Une révision déchirante s’opère depuis, mais dans l’amertume et dans la peur. Et avec un débordement de foi qui masque mal une infinie désespérance.


La défaite de Nasser, suivie de sa mort, en septembre 1970, à 52 ans, favorisa l’émergence de divers projets politiques qui allaient se trouver en compétition pour recueillir son héritage.
En Egypte même, le pouvoir échut à Sadate, un personnage que l’on croyait timoré et terne, mais qui se montrera, au contraire, audacieux et flamboyant. Le plus étrange, dans son parcours, n’est pas là, cependant ; les dauphins qui se font tout petits tant que le maître est en vie pour se révéler aussitôt que le pouvoir leur échoit, sont légion à travers l’Histoire, sous tous les cieux ; les hommes forts aiment à s’entourer de personnages qui ne s’opposent pas à eux, qui ne leur font pas d’ombre, et qui attendent leur heure sans impatience apparente. Le plus étrange, s’agissant de Sadate, ce n’est pas non plus qu’il ait réussi, en octobre 1973, à bousculer les positions de l’armée israélienne par une attaque surprise le long du canal de Suez – ce qu’en Israël on appelle la guerre du Kippour, et en Egypte la guerre d’Octobre. Le plus étrange, c’est qu’en réussissant là où Nasser avait échoué, le nouveau raïs n’ait pas pu supplanter son prédécesseur dans le cœur des Arabes, qu’il ait même été brocardé, injurié, mis politiquement « en quaran taine », et tellement diabolisé dans certains milieux qu’il allait finir assassiné.
Etrange, oui, et fort révélateur pour qui cherche à scruter la délicate question de la légitimité. Un peuple encore sous le choc d’une défaite traumatisante ; soudain, un nouveau dirigeant apparaît, qui obtient sinon une victoire, du moins un demi-succès plus qu’honorable ; on aurait dû l’aduler, l’élever aux nues, l’introniser sans délai parmi les grands héros de la nation, et c’est l’inverse qui se produit ! Si Sadate devint une icône, ce fut pour l’opinion occidentale, pas pour l’opinion arabe. Qui, à aucun moment, ne s’identifia à lui. Ni avant son voyage spectaculaire à Jérusalem en novembre 1977, ni surtout après. Jamais ne lui fut accordée dans le cœur des Arabes cette légitimité instinctive, quasiment charnelle, dont Nasser, malgré ses travers, ses fautes, ses défaites, bénéficia jusqu’à sa mort.

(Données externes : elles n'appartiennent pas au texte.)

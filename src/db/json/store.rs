//! JSON file TodoStore implementation.

use std::path::{Path, PathBuf};

use serde_json::{Map, Value};
use tokio::sync::Mutex;
use tracing::debug;
use uuid::Uuid;

use super::document::{read_document, write_document};
use crate::db::utils::{compare_field_values, current_timestamp, generate_entity_id};
use crate::db::{
    DbError, DbResult, NewTodo, RangeQuery, Row, RowPage, SortOrder, TodoPatch, TodoStore,
};

/// File-backed todo store.
///
/// Read-modify-write cycles from this process are serialized by a lock;
/// writers in other processes are last-write-wins.
pub struct JsonFileStore {
    path: PathBuf,
    lock: Mutex<()>,
}

impl JsonFileStore {
    /// Open the store at `path`, creating an empty document if none exists.
    pub async fn open<P: AsRef<Path>>(path: P) -> DbResult<Self> {
        let store = Self {
            path: path.as_ref().to_path_buf(),
            lock: Mutex::new(()),
        };

        if tokio::fs::metadata(&store.path).await.is_err() {
            write_document(&store.path, &[]).await?;
        }

        Ok(store)
    }

    /// Path of the backing document.
    pub fn path(&self) -> &Path {
        &self.path
    }

    /// Remove every todo.
    pub async fn clear(&self) -> DbResult<()> {
        let _guard = self.lock.lock().await;
        write_document(&self.path, &[]).await
    }

    /// Read every stored row in file order.
    pub async fn rows(&self) -> DbResult<Vec<Row>> {
        let _guard = self.lock.lock().await;
        read_document(&self.path).await
    }
}

impl TodoStore for JsonFileStore {
    async fn select_range(&self, query: &RangeQuery) -> DbResult<RowPage> {
        let mut rows = {
            let _guard = self.lock.lock().await;
            read_document(&self.path).await?
        };
        let total = rows.len();
        let key = query.order_by.field();

        // Reverse first so the stable sort leaves newer rows ahead on ties.
        if query.sort_order == SortOrder::Desc {
            rows.reverse();
        }
        rows.sort_by(|a, b| {
            let ordering = compare_field_values(a.get(key), b.get(key));
            match query.sort_order {
                SortOrder::Asc => ordering,
                SortOrder::Desc => ordering.reverse(),
            }
        });

        let rows = rows
            .into_iter()
            .skip(query.start)
            .take(query.len())
            .collect();

        Ok(RowPage { rows, total })
    }

    async fn select_by_id(&self, id: Uuid) -> DbResult<Option<Row>> {
        let _guard = self.lock.lock().await;
        let rows = read_document(&self.path).await?;
        Ok(rows.into_iter().find(|row| matches_id(row, id)))
    }

    async fn insert(&self, todo: &NewTodo) -> DbResult<Row> {
        let _guard = self.lock.lock().await;
        let mut rows = read_document(&self.path).await?;

        let mut row = Map::new();
        row.insert("id".into(), Value::String(generate_entity_id().to_string()));
        row.insert("date".into(), Value::String(current_timestamp()));
        row.insert("content".into(), Value::String(todo.content.clone()));
        row.insert("done".into(), Value::Bool(false));
        let row = Value::Object(row);

        rows.push(row.clone());
        write_document(&self.path, &rows).await?;

        debug!(path = %self.path.display(), "Inserted todo");
        Ok(row)
    }

    async fn update_where(&self, id: Uuid, patch: &TodoPatch) -> DbResult<Row> {
        let _guard = self.lock.lock().await;
        let mut rows = read_document(&self.path).await?;

        let matches = rows.iter().filter(|row| matches_id(row, id)).count();
        match matches {
            0 => return Err(DbError::todo_not_found(id)),
            1 => {}
            n => {
                return Err(DbError::storage(format!(
                    "Expected one todo with id {}, found {}",
                    id, n
                )));
            }
        }

        let mut updated = Value::Null;
        for row in rows.iter_mut().filter(|row| matches_id(row, id)) {
            if let Value::Object(fields) = row {
                apply_patch(fields, patch);
            }
            updated = row.clone();
        }

        write_document(&self.path, &rows).await?;
        Ok(updated)
    }

    async fn delete_where(&self, id: Uuid) -> DbResult<u64> {
        let _guard = self.lock.lock().await;
        let mut rows = read_document(&self.path).await?;

        let before = rows.len();
        rows.retain(|row| !matches_id(row, id));
        let removed = (before - rows.len()) as u64;

        if removed > 0 {
            write_document(&self.path, &rows).await?;
        }

        Ok(removed)
    }
}

/// Rows match on the exact id text, as the SQLite backend does.
fn matches_id(row: &Row, id: Uuid) -> bool {
    let mut buffer = Uuid::encode_buffer();
    let id = id.hyphenated().encode_lower(&mut buffer);
    row.get("id").and_then(Value::as_str) == Some(&*id)
}

fn apply_patch(fields: &mut Map<String, Value>, patch: &TodoPatch) {
    if let Some(content) = &patch.content {
        fields.insert("content".into(), Value::String(content.clone()));
    }
    if let Some(done) = patch.done {
        fields.insert("done".into(), Value::Bool(done));
    }
}
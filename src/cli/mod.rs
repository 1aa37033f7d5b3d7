pub mod api_client;
mod commands;
pub mod error;
mod utils;


use clap::{Parser, Subcommand};

use commands::todo::{self, ListTodosFilter};
use error::CliResult;

#[derive(Parser)]
#[command(name = "todo")]
#[command(author, version, about = "Todo feed CLI", long_about = None)]
pub struct Cli {
    /// Override the API URL (default: TODO_FEED_API_URL env or http://localhost:3000)
    #[arg(long, global = true)]
    pub api_url: Option<String>,

    #[command(subcommand)]
    command: Option<Commands>,
}

#[derive(Subcommand)]
enum Commands {
    /// List one page of the feed, newest first
    List {
        /// Page number, starting at 1
        #[arg(long)]
        page: Option<u32>,
        /// Todos per page
        #[arg(long, default_value_t = todo::FEED_PAGE_SIZE)]
        limit: u32,
        /// Only show todos whose content contains this text (case-insensitive)
        #[arg(long)]
        search: Option<String>,
        /// Output format (table or json)
        #[arg(long, default_value = "table")]
        format: String,
    },
    /// Add a todo
    Add {
        /// What needs doing
        content: String,
    },
    /// Toggle the done flag of a todo
    Toggle {
        /// Todo ID
        id: String,
    },
    /// Replace the content of a todo
    Update {
        /// Todo ID
        id: String,
        /// New content
        content: String,
    },
    /// Delete a todo
    Delete {
        /// Todo ID
        id: String,
    },
}

pub async fn run() -> CliResult<()> {
    let cli = Cli::parse();
    let api_client = api_client::ApiClient::new(cli.api_url);

    let output = match cli.command {
        Some(Commands::List {
            page,
            limit,
            search,
            format,
        }) => {
            let filter = ListTodosFilter {
                page,
                limit: Some(limit),
                search: search.as_deref(),
            };
            todo::list_todos(&api_client, filter, &format).await?
        }
        Some(Commands::Add { content }) => todo::create_todo(&api_client, &content).await?,
        Some(Commands::Toggle { id }) => todo::toggle_todo(&api_client, &id).await?,
        Some(Commands::Update { id, content }) => {
            todo::update_todo(&api_client, &id, &content).await?
        }
        Some(Commands::Delete { id }) => todo::delete_todo(&api_client, &id).await?,
        None => {
            // Show help when no command provided
            let _ = Cli::parse_from(["todo", "--help"]);
            return Ok(());
        }
    };

    println!("{}", output);
    Ok(())
}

Sans doute en voulait-on inconsciemment à Sadate d’avoir succédé à Nasser, comme on peut détester le nouvel époux d’une mère du seul fait qu’il a pris la place d’un père adoré. En France, par exemple, tous ceux qui ont tenu les rênes du pouvoir après Napoléon Ier ont pâti de la comparaison avec lui, et plus que tous, celui qui portait le même nom ; que le règne du grand empereur ait été ruineux et se soit achevé par une défaite et par une occupation étrangère n’y change rien, les peuples sont reconnaissants à celui qui leur offre l’épopée, le rêve, l’admiration des autres, et un brin d’orgueil. L’instant napoléonien fut le dernier où la France occupa la première place parmi les nations de la terre, et où elle tenta de réunir l’Europe autour d’elle par la force combinée de ses armes et de ses idées. L’instant nassérien fut moins ambitieux, mais à l’aune de ce qui semblait encore possible pour les Arabes, il joua un rôle similaire ; et il demeure dans les mémoires comme une ultime chevauchée.